Mobil pengantin berhenti di depan gerbang besar kediaman Castellvain. Gerbang besi itu terbuka pelan dengan suara derit berat, seakan menjadi peringatan untuk Selina yang baru saja resmi menjadi menantu keluarga ini.
Gedung megah gaya eropa di depan sana benar-benar menakjubkan. Mobil melewati taman yang tertata rapi menjadi pemanis tambahan rumah mewah itu.
Namun, Selina tak memperlihatkan rasa kagum sedikit pun. Dia duduk tenang di balik jendela mobil, seolah kemewahan itu hanya sekadar ornamen kosong.
Saat pintu mobil terbuka, dia turun dengan anggun. Masih dalam gaun pengantin putih, langkahnya mantap menghampiri Sabrina, Ibu Mertuanya yang berdiri dengan senyum hangat di depan pintu utama.
"Selamat datang di kediaman Castellvain, Selina!" ucap Sabrina ramah.
Mobil Sabrina duluan pulang di tengah acara. Katanya agar bisa menyambut kedatangan Selina di kediaman itu. Wanita paruh baya itu tak ingin mengecewakan menantunya jika datang ke sana tanpa sambutan.
Selina memperhatikan sekitar mansion mewah itu. Meski begitu besar, kediaman itu tampak sunyi seolah ada aura hitam yang menyelimuti.
Selina membungkuk sopan kepada Sabrina. "Terima kasih Nyonya atas sambutannya. Tapi terus terang saya merasa tidak pantas berada di sini," ujarnya.
"Astaga, Nak... jangan panggil saya begitu. saya ini mertuamu sekarang. Panggil saja Mama atau Ibu, senyamannya kamu."
Sabrina menggenggam tangan Selina lembut, seolah ingin menunjukkan bahwa keluarga ini tak mempermasalahkan derajat seseorang.
Selina mengangguk kecil dengan senyum tipis. “Ba-baik!”
Tindakannya barusan hanya ingin menguji karakter dari Ibu Mertuanya. Melihat sikap Sabrina yang ramah dan lemah lembut, dia mengambil kesimpulan bahwa wanita paruh baya itu adalah orang baik.
Zander yang sejak tadi berdiri di belakang Selina hanya melirik sekilas. Tanpa sepatah kata, Zander melangkah duluan, membuka pintu rumahnya meninggalkan semua orang. Selina hanya memperhatikan punggung Zander yang menjauh.
'Dia beneran marah, ya?’
Sabrina menghela napas pelan karena tindakan Zander barusan. Dia tak enak hati kepada menantunya yang tidak dihargai Zander.
Dia mengisyaratkan pada Kepala Pelayan, "Herry, antarkan Menantuku ke kamarnya!"
"Baik Nyonya! Silahkan Nona!"
Herry, Kepala Pelayan kediaman Castellvain mempersilahkan Selina untuk duluan, sementara dia berjalan di belakang. Begitu masuk, rumah itu terasa seperti museum. Mewah nan berkelas, tapi dingin dan tak bernyawa.

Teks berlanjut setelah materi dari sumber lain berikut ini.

//! Transfer buffers

use alloc::{boxed::Box, vec::Vec};

bitflags::bitflags! {
    /// Per-buffer transfer flags
    #[derive(Clone, Copy, PartialEq, Eq, Debug, Default)]
    pub struct BufferFlags: u8 {
        /// The buffer holds an 8 byte setup packet
        const SETUP = 1 << 0;
        /// The IN transfer must be terminated with a zero-length packet
        const ZLP = 1 << 1;
    }
}

/// A byte buffer that moves through an endpoint queue
///
/// The driver owns a buffer from the moment it's enqueued until it's
/// handed back through [`Upstream`](crate::Upstream). The storage never
/// moves while the buffer is queued, so the hardware may DMA into it.
///
/// For IN endpoints, the hardware sends [`len()`](TransferBuffer::len)
/// bytes. For OUT endpoints, the hardware may receive up to
/// [`capacity()`](TransferBuffer::capacity) bytes, and the driver sets
/// the length once the transfer completes.
pub struct TransferBuffer {
    storage: Box<[u8]>,
    len: usize,
    flags: BufferFlags,
}

impl TransferBuffer {
    /// Allocate a zeroed, empty buffer that can hold `capacity` bytes
    ///
    /// Returns `None` if the allocation fails.
    pub fn try_with_capacity(capacity: usize) -> Option<Self> {
        let mut storage = Vec::new();
        storage.try_reserve_exact(capacity).ok()?;
        storage.resize(capacity, 0);
        Some(TransferBuffer {
            storage: storage.into_boxed_slice(),
            len: 0,
            flags: BufferFlags::empty(),
        })
    }

    /// A buffer with no storage, for zero-length packets
    pub fn empty() -> Self {
        TransferBuffer {
            storage: Box::default(),
            len: 0,
            flags: BufferFlags::empty(),
        }
    }

    /// Create a full buffer holding a copy of `data`
    ///
    /// Returns `None` if the allocation fails.
    pub fn try_from_slice(data: &[u8]) -> Option<Self> {
        let mut buffer = Self::try_with_capacity(data.len())?;
        buffer.storage.copy_from_slice(data);
        buffer.len = data.len();
        Some(buffer)
    }

    /// Number of valid bytes in the buffer
    pub fn len(&self) -> usize {
        self.len
    }

    pub fn is_empty(&self) -> bool {
        self.len == 0
    }

    /// Number of bytes the buffer can hold
    pub fn capacity(&self) -> usize {
        self.storage.len()
    }

    /// The valid bytes
    pub fn data(&self) -> &[u8] {
        &self.storage[..self.len]
    }

    /// Copy `data` to the end of the valid bytes
    ///
    /// Returns the number of bytes copied, which is constrained by the
    /// remaining capacity.
    pub fn extend_from_slice(&mut self, data: &[u8]) -> usize {
        let size = data.len().min(self.capacity() - self.len);
        self.storage[self.len..self.len + size].copy_from_slice(&data[..size]);
        self.len += size;
        size
    }

    /// Mark `len` bytes, received by the hardware, as valid
    ///
    /// Constrained by the capacity.
    pub(crate) fn set_received(&mut self, len: usize) {
        self.len = len.min(self.capacity());
    }

    pub fn flags(&self) -> BufferFlags {
        self.flags
    }

    /// Indicates if this buffer holds a setup packet
    pub fn is_setup(&self) -> bool {
        self.flags.contains(BufferFlags::SETUP)
    }

    pub(crate) fn set_setup(&mut self) {
        self.flags.insert(BufferFlags::SETUP);
    }

    /// Request a trailing zero-length packet after this IN transfer
    ///
    /// See [`zlp_required`] for when the host expects one.
    pub fn set_zlp(&mut self) {
        self.flags.insert(BufferFlags::ZLP);
    }

    pub fn has_zlp(&self) -> bool {
        self.flags.contains(BufferFlags::ZLP)
    }

    pub(crate) fn clear_zlp(&mut self) {
        self.flags.remove(BufferFlags::ZLP);
    }

    /// Pointer handed to the hardware. Valid until the buffer is dropped.
    pub(crate) fn as_mut_ptr(&mut self) -> *mut u8 {
        self.storage.as_mut_ptr()
    }
}

impl core::fmt::Debug for TransferBuffer {
    fn fmt(&self, f: &mut core::fmt::Formatter<'_>) -> core::fmt::Result {
        f.debug_struct("TransferBuffer")
            .field("len", &self.len)
            .field("capacity", &self.capacity())
            .field("flags", &self.flags)
            .finish()
    }
}

/// Indicates if an IN transfer of `len` bytes needs a trailing zero-length packet
///
/// The host stops reading a transfer after a short packet, or once it
/// has all of the `requested` bytes. If the last packet is full and the
/// host expects more, only a zero-length packet tells it that the transfer
/// is over.
pub fn zlp_required(len: usize, max_packet_size: u16, requested: usize) -> bool {
    let mps = max_packet_size as usize;
    mps != 0 && len != 0 && len % mps == 0 && len < requested
}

Selina memperhatikan setiap sudut rumah itu. Banyak kamera pengawas terpasang. Juga pelayan yang lalu lalang, fokus pada pekerjaan. Meski terlihat banyak pekerja, tak ada yang menyambut kedatangan Selina.
Suara hak tinggi Selina bergema di lantai marmer. Dia terus berjalan dengan mengikuti instruksi Kepala Pelayan. Untuk mencapai kamarnya, mereka harus menaiki lift menuju lantai 3. Sepanjang perjalanan hanya keheningan yang ada di antara mereka. Herry hanya fokus pada tugasnya dan Selina yang malas membuka suara.
Hingga mereka tiba di depan sebuah pintu ukiran mahal, Herry mengetuknya. Beberapa detik kemudian, pintu terbuka. Zander berdiri di baliknya, tatapannya tajam menusuk.
Selina menahan napas karena merasa terintimidasi dengan aura Zander. Hanya dengan tatapan, dia merasa seperti dikuliti hidup-hidup.
"Maaf, Tuan. Nyonya menyuruh saya mengantarkan istri Anda ke kamar ini," jelas Herry.
Wajah Zander hanya datar. Dia melirik Selina sekilas.
“Oke," kata Zander lalu berbalik.
Herry langsung membukuk 90 derajat. "Baik Tuan, saya permisi!"
Herry segera masuk ke dalam lift lagi. Meninggalkan Selina yang berkedip bingung. Bagaimana mereka bisa saling berkomunikasi hanya dengan satu jawaban singkat itu?
Pria itu sudah mengatakan ‘Oke’ berarti Selina tidak akan disalahkan jika dia lancang mengikuti langkah Zander ke dalam kamar, kan?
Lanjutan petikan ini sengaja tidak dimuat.